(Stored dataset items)
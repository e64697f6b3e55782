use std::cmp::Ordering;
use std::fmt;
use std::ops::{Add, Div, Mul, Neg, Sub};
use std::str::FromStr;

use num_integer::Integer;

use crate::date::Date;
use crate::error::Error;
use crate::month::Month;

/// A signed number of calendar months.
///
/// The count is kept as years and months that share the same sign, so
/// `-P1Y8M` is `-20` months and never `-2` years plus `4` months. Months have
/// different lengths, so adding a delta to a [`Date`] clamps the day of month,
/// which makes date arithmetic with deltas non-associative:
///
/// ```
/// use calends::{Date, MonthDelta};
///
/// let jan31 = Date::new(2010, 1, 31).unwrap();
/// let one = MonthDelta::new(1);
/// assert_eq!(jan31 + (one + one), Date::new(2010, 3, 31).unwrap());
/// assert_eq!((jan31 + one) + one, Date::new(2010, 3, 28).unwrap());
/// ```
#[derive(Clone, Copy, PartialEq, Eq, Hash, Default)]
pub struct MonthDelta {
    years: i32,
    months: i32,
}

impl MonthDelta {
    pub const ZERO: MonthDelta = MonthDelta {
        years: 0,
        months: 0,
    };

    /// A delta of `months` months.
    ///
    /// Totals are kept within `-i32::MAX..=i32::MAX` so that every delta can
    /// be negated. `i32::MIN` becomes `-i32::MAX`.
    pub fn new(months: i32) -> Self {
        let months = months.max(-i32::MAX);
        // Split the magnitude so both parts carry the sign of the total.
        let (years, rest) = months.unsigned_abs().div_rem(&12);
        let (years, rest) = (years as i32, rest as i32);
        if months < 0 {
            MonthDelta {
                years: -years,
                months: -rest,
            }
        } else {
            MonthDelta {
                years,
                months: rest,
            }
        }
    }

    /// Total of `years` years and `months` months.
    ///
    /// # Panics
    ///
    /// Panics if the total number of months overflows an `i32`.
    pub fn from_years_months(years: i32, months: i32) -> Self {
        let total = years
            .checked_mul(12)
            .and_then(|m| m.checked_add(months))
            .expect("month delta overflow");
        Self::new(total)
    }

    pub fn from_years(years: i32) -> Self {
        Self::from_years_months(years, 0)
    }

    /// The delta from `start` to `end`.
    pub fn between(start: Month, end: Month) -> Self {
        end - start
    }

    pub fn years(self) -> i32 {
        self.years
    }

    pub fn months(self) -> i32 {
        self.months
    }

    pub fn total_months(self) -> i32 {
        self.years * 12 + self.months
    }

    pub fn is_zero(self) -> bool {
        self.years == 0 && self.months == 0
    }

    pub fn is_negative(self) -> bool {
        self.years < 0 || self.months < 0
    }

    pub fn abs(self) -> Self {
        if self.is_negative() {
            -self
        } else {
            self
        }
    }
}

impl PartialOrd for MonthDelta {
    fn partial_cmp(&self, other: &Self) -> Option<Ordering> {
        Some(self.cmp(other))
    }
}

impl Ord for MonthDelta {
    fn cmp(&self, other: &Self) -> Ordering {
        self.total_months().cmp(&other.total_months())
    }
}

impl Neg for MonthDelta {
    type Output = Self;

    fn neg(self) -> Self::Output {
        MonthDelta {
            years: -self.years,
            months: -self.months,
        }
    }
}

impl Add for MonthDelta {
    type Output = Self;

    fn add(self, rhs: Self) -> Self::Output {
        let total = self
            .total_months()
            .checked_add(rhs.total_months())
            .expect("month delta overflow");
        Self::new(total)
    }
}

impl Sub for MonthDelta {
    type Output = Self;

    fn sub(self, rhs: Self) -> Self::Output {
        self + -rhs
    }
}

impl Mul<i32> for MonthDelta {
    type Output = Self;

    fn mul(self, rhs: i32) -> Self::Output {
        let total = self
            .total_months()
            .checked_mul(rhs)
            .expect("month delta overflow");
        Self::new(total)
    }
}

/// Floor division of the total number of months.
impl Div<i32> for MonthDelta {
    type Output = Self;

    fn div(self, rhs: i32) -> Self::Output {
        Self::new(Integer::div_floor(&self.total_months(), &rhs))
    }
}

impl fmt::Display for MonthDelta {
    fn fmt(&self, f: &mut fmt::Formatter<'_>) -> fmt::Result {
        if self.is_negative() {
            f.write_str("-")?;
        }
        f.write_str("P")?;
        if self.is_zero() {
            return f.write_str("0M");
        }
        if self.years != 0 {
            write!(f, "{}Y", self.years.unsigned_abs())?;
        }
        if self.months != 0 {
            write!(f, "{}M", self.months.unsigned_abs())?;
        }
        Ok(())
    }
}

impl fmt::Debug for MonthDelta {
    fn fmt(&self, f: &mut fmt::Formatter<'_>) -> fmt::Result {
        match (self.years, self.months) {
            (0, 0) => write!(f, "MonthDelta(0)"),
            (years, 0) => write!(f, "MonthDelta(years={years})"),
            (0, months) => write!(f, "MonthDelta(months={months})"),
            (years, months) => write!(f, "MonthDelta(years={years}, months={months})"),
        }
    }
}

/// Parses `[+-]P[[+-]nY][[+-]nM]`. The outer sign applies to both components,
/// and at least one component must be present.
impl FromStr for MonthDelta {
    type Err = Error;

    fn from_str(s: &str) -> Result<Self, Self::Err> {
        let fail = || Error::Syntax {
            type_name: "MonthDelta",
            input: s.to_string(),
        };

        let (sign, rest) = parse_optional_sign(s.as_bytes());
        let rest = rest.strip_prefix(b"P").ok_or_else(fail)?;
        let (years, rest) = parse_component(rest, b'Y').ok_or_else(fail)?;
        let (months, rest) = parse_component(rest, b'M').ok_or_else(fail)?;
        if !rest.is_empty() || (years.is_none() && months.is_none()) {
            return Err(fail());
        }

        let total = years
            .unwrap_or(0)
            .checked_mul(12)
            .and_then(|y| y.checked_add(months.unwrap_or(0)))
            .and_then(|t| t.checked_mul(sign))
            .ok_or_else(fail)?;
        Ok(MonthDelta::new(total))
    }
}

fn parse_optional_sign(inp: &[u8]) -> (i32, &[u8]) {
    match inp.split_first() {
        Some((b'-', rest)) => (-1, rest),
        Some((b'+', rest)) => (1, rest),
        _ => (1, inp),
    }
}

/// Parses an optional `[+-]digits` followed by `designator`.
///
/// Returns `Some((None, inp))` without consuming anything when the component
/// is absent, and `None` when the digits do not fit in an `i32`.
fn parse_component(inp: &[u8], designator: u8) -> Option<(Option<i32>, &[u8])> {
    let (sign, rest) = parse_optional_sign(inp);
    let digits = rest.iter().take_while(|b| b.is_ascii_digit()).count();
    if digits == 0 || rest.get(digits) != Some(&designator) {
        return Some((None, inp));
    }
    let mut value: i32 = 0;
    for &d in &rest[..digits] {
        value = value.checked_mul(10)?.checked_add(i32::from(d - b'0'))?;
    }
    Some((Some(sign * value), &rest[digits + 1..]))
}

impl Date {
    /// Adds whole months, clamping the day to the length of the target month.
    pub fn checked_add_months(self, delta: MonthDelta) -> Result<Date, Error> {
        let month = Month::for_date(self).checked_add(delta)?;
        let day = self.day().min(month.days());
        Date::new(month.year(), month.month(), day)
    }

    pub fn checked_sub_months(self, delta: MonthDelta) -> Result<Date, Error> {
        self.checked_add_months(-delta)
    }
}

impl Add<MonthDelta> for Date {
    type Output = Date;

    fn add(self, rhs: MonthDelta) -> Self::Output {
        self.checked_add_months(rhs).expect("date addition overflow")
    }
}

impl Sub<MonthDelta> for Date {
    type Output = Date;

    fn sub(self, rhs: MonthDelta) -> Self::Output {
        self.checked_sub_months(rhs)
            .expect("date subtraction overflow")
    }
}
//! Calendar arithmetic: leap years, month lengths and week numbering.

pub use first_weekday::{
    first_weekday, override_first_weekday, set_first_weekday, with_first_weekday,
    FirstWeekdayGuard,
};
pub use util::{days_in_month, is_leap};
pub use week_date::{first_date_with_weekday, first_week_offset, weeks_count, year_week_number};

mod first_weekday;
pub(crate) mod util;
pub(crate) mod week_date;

--

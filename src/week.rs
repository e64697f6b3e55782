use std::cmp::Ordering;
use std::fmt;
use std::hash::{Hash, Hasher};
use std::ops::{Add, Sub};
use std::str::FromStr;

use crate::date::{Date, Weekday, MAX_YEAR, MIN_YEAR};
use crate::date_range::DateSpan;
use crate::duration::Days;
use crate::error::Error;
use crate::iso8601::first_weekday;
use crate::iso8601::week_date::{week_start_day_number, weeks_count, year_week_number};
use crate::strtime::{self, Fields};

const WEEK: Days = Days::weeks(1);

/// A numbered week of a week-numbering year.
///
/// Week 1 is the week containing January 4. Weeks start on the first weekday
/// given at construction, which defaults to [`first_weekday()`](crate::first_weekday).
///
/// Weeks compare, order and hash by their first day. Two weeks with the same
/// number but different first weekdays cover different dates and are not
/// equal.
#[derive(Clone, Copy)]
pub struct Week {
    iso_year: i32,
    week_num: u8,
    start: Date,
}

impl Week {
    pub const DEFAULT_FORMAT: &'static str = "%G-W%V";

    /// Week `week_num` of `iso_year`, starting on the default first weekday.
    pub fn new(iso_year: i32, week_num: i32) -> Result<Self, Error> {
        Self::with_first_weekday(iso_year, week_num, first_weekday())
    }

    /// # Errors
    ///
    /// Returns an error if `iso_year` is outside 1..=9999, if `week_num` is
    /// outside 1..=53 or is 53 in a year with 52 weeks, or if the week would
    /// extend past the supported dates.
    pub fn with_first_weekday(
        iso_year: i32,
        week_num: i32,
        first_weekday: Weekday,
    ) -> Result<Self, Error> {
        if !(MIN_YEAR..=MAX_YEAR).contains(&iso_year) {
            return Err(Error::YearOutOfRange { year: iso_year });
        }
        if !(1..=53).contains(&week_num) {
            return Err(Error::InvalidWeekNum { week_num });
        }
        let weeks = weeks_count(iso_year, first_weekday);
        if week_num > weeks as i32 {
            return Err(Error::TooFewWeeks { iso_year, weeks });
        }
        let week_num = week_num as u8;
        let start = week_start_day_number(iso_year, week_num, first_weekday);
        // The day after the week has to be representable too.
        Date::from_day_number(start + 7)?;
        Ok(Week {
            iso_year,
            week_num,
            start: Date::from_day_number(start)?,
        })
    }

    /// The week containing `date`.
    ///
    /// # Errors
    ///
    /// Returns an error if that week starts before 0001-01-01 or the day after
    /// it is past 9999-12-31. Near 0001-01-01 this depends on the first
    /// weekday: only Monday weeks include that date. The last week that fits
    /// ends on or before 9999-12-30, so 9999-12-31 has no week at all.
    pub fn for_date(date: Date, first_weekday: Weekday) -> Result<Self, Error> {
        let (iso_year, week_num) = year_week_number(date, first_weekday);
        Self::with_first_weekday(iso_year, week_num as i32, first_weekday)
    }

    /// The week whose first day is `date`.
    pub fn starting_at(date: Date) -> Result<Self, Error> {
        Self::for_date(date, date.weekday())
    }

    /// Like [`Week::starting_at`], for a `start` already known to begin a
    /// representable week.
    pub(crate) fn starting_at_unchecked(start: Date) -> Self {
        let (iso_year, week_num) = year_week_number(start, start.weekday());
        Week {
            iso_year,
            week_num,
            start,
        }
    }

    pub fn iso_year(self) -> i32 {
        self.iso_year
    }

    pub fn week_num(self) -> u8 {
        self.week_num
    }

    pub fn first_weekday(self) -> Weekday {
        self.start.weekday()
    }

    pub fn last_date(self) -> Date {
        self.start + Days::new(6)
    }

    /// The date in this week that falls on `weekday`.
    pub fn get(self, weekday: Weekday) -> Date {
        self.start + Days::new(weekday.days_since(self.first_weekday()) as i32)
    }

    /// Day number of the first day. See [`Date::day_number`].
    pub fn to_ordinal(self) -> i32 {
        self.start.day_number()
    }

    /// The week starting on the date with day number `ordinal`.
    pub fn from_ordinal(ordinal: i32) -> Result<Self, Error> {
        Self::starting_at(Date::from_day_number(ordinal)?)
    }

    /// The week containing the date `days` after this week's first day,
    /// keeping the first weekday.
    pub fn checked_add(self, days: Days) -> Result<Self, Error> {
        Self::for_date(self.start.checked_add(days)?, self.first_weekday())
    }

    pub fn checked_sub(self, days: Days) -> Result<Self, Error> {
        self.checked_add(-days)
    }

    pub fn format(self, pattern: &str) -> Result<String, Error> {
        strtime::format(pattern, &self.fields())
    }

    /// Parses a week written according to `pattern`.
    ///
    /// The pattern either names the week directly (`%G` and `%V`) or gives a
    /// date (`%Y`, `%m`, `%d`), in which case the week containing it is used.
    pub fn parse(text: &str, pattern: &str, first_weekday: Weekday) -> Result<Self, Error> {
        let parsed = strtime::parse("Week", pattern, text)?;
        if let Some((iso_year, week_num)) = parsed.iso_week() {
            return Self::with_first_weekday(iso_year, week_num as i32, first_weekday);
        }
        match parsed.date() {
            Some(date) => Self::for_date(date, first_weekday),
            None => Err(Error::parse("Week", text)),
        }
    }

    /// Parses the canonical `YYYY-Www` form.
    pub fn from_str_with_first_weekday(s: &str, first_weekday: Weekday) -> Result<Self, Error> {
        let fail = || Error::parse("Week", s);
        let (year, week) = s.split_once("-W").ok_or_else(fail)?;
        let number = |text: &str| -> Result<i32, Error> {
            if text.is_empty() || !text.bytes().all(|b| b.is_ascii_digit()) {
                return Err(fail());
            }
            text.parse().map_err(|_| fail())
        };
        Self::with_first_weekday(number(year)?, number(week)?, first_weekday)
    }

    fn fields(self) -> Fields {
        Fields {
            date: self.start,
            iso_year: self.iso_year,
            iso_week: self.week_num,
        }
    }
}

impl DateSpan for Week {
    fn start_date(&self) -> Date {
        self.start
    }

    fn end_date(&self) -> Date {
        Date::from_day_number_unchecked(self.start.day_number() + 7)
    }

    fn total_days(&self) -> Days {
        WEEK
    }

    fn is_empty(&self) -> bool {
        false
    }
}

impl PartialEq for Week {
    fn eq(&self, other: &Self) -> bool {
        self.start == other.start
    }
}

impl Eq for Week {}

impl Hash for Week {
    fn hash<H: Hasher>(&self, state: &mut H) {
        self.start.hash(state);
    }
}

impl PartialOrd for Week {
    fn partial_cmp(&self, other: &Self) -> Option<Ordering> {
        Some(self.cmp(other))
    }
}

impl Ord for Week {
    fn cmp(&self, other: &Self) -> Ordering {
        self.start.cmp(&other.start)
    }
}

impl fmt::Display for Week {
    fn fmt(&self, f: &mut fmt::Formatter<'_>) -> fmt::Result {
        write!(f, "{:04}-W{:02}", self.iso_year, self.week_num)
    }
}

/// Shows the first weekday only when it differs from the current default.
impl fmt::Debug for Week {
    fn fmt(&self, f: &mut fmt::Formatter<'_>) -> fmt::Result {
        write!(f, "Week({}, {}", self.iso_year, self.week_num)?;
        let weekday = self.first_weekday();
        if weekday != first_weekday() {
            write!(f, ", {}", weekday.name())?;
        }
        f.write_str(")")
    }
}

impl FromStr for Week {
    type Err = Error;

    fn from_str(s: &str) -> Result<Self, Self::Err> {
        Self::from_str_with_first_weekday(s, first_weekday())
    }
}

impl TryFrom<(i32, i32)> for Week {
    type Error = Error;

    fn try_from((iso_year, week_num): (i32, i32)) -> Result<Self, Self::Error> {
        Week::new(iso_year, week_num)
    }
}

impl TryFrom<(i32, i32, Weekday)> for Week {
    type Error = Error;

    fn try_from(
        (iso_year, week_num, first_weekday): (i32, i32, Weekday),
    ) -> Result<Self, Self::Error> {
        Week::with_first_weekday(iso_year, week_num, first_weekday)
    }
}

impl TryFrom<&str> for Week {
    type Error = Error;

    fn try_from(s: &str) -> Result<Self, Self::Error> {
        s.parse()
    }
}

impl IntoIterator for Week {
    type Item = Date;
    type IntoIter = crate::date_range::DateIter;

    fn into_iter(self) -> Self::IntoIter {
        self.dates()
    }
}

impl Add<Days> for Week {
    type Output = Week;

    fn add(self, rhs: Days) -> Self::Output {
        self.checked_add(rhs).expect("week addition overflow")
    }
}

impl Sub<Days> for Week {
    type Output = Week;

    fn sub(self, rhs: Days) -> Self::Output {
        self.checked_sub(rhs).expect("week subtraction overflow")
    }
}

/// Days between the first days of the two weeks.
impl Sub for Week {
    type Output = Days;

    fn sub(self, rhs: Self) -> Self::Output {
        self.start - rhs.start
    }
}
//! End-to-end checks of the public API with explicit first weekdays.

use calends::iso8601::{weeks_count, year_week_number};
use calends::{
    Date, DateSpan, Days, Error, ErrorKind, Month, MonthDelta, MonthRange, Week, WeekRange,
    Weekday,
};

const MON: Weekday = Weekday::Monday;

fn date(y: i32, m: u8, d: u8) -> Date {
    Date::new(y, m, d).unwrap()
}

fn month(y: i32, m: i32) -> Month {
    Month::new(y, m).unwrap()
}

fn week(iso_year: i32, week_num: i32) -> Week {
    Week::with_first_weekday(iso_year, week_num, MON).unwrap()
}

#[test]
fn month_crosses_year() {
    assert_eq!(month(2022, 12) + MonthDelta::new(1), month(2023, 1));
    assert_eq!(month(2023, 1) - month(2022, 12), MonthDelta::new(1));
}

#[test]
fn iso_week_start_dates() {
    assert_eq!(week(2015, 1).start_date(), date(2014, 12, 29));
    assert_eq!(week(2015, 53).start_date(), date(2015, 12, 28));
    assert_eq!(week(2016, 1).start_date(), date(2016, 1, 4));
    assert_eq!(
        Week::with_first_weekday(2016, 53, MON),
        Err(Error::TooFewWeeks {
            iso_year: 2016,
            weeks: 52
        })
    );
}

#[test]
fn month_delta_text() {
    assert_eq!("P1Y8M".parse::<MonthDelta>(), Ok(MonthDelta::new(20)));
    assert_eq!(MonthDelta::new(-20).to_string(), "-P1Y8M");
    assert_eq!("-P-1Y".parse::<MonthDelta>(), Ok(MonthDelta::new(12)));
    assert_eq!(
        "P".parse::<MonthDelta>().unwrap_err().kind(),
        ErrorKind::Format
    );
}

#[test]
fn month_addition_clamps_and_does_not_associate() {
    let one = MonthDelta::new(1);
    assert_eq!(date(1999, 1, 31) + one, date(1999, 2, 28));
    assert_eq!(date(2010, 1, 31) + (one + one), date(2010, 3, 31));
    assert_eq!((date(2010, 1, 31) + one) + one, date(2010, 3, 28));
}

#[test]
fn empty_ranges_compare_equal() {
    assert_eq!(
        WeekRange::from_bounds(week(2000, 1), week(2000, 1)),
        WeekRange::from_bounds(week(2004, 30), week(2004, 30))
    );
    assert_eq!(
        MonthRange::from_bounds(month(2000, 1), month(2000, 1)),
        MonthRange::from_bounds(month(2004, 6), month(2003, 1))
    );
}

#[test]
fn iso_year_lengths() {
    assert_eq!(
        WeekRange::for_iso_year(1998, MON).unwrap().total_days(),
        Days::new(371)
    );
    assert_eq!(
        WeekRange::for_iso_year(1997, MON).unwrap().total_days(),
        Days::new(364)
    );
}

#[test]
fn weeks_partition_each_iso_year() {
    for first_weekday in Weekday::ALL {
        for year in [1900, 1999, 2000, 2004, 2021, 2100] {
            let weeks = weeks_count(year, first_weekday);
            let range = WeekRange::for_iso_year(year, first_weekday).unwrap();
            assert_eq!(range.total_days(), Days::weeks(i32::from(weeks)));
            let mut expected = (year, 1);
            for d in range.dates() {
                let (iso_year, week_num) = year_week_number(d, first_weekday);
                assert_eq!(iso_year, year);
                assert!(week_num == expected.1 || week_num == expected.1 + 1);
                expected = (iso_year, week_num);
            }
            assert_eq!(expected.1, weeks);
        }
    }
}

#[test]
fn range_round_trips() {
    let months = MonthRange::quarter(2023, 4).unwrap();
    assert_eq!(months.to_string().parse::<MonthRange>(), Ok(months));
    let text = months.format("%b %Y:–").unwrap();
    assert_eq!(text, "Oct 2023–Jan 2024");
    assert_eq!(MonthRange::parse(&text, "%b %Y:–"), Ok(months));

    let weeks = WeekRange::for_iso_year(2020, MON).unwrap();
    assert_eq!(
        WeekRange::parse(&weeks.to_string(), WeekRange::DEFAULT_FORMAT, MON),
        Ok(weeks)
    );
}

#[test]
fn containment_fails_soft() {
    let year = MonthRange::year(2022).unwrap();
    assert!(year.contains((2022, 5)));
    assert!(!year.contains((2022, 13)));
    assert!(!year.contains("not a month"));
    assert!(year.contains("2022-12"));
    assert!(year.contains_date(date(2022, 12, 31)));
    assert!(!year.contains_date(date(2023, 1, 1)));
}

### PROBLEM DESCRIPTION
Beginning with the line that has "self.years == 0 && self.months == 0" and ending with the line that has "match (self.years, self.months)", set down the lines above exactly and include no others.

### OUTPUT
        self.years == 0 && self.months == 0
    }

    pub fn is_negative(self) -> bool {
        self.years < 0 || self.months < 0
    }

    pub fn abs(self) -> Self {
        if self.is_negative() {
            -self
        } else {
            self
        }
    }
}

impl PartialOrd for MonthDelta {
    fn partial_cmp(&self, other: &Self) -> Option<Ordering> {
        Some(self.cmp(other))
    }
}

impl Ord for MonthDelta {
    fn cmp(&self, other: &Self) -> Ordering {
        self.total_months().cmp(&other.total_months())
    }
}

impl Neg for MonthDelta {
    type Output = Self;

    fn neg(self) -> Self::Output {
        MonthDelta {
            years: -self.years,
            months: -self.months,
        }
    }
}

impl Add for MonthDelta {
    type Output = Self;

    fn add(self, rhs: Self) -> Self::Output {
        let total = self
            .total_months()
            .checked_add(rhs.total_months())
            .expect("month delta overflow");
        Self::new(total)
    }
}

impl Sub for MonthDelta {
    type Output = Self;

    fn sub(self, rhs: Self) -> Self::Output {
        self + -rhs
    }
}

impl Mul<i32> for MonthDelta {
    type Output = Self;

    fn mul(self, rhs: i32) -> Self::Output {
        let total = self
            .total_months()
            .checked_mul(rhs)
            .expect("month delta overflow");
        Self::new(total)
    }
}

/// Floor division of the total number of months.
impl Div<i32> for MonthDelta {
    type Output = Self;

    fn div(self, rhs: i32) -> Self::Output {
        Self::new(Integer::div_floor(&self.total_months(), &rhs))
    }
}

impl fmt::Display for MonthDelta {
    fn fmt(&self, f: &mut fmt::Formatter<'_>) -> fmt::Result {
        if self.is_negative() {
            f.write_str("-")?;
        }
        f.write_str("P")?;
        if self.is_zero() {
            return f.write_str("0M");
        }
        if self.years != 0 {
            write!(f, "{}Y", self.years.unsigned_abs())?;
        }
        if self.months != 0 {
            write!(f, "{}M", self.months.unsigned_abs())?;
        }
        Ok(())
    }
}

impl fmt::Debug for MonthDelta {
    fn fmt(&self, f: &mut fmt::Formatter<'_>) -> fmt::Result {
        match (self.years, self.months) {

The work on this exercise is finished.